Problem statement: Look through the entries below and return all lines including the word "were".

Provided material:

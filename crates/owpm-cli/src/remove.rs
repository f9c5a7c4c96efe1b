//! Implementation of the `owpm remove` command.

use anyhow::{Context, Result};
use owpm_pkg::Manifest;
use std::path::Path;

use crate::project;

/// Options for removing packages.
#[derive(Debug)]
pub struct RemoveOptions {
    /// Package names to remove.
    pub names: Vec<String>,
    /// Remove from the development section instead of the runtime one.
    pub dev: bool,
}

/// Remove packages from the project in the current directory.
pub fn remove_packages(options: &RemoveOptions) -> Result<()> {
    let paths = project::current_project()?;

    if options.dev {
        println!("Removing development package(s)..");
    } else {
        println!("Removing package(s)..");
    }

    let removed = remove_packages_at(&paths.manifest, options)?;
    if removed.is_empty() {
        let names = options
            .names
            .iter()
            .map(|name| format!("'{name}'"))
            .collect::<Vec<_>>()
            .join(", ");
        println!("No packages named {names} were found so nothing was removed!");
    } else {
        for name in &removed {
            println!("\tRemoved '{name}'");
        }
        println!(
            "Removed {} package(s) from '{}'!",
            removed.len(),
            paths.manifest.display()
        );
    }
    Ok(())
}

/// Remove packages from the manifest at `manifest_path` and save it.
///
/// Returns the names that were present. The lock stamp is cleared even when
/// nothing matched.
pub fn remove_packages_at(manifest_path: &Path, options: &RemoveOptions) -> Result<Vec<String>> {
    let mut manifest = Manifest::load(manifest_path).context("Failed to read manifest")?;

    let removed = options
        .names
        .iter()
        .filter(|name| manifest.remove_requirement(name, options.dev))
        .cloned()
        .collect::<Vec<_>>();

    manifest
        .save(manifest_path)
        .context("Failed to write manifest")?;
    Ok(removed)
}

#[cfg(test)]
mod tests {
    use super::*;
    use std::fs;
    use tempfile::TempDir;

    const MANIFEST: &str = r#"
version = "0.1.0"
store_digest = "abc123"

[packages]
requests = "*"
flask = ">=2"

[dev_packages]
pytest = "*"
requests = "*"
"#;

    fn setup_test_manifest(dir: &TempDir, content: &str) -> std::path::PathBuf {
        let manifest_path = dir.path().join("demo.owpm");
        fs::write(&manifest_path, content).unwrap();
        manifest_path
    }

    fn options(names: &[&str], dev: bool) -> RemoveOptions {
        RemoveOptions {
            names: names.iter().map(ToString::to_string).collect(),
            dev,
        }
    }

    #[test]
    fn test_remove_from_packages() {
        let dir = TempDir::new().unwrap();
        let manifest_path = setup_test_manifest(&dir, MANIFEST);

        let removed = remove_packages_at(&manifest_path, &options(&["requests"], false)).unwrap();
        assert_eq!(removed, vec!["requests"]);

        let manifest = Manifest::load(&manifest_path).unwrap();
        let names: Vec<_> = manifest.packages().map(|r| r.name.as_str()).collect();
        assert_eq!(names, vec!["flask"]);
        // the dev entry with the same name is untouched
        assert_eq!(manifest.dev_packages().count(), 2);
        assert!(manifest.is_unlocked());
    }

    #[test]
    fn test_remove_from_dev_packages() {
        let dir = TempDir::new().unwrap();
        let manifest_path = setup_test_manifest(&dir, MANIFEST);

        let removed =
            remove_packages_at(&manifest_path, &options(&["pytest", "flask"], true)).unwrap();
        assert_eq!(removed, vec!["pytest"]);

        let manifest = Manifest::load(&manifest_path).unwrap();
        assert_eq!(manifest.packages().count(), 2);
        assert_eq!(manifest.dev_packages().count(), 1);
    }

    #[test]
    fn test_remove_nonexistent_package_still_unlocks() {
        let dir = TempDir::new().unwrap();
        let manifest_path = setup_test_manifest(&dir, MANIFEST);

        let removed = remove_packages_at(&manifest_path, &options(&["numpy"], false)).unwrap();
        assert!(removed.is_empty());
        assert!(Manifest::load(&manifest_path).unwrap().is_unlocked());
    }
}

Exercise answer:
        println!("No packages named {names} were found so nothing was removed!");
/// Returns the names that were present. The lock stamp is cleared even when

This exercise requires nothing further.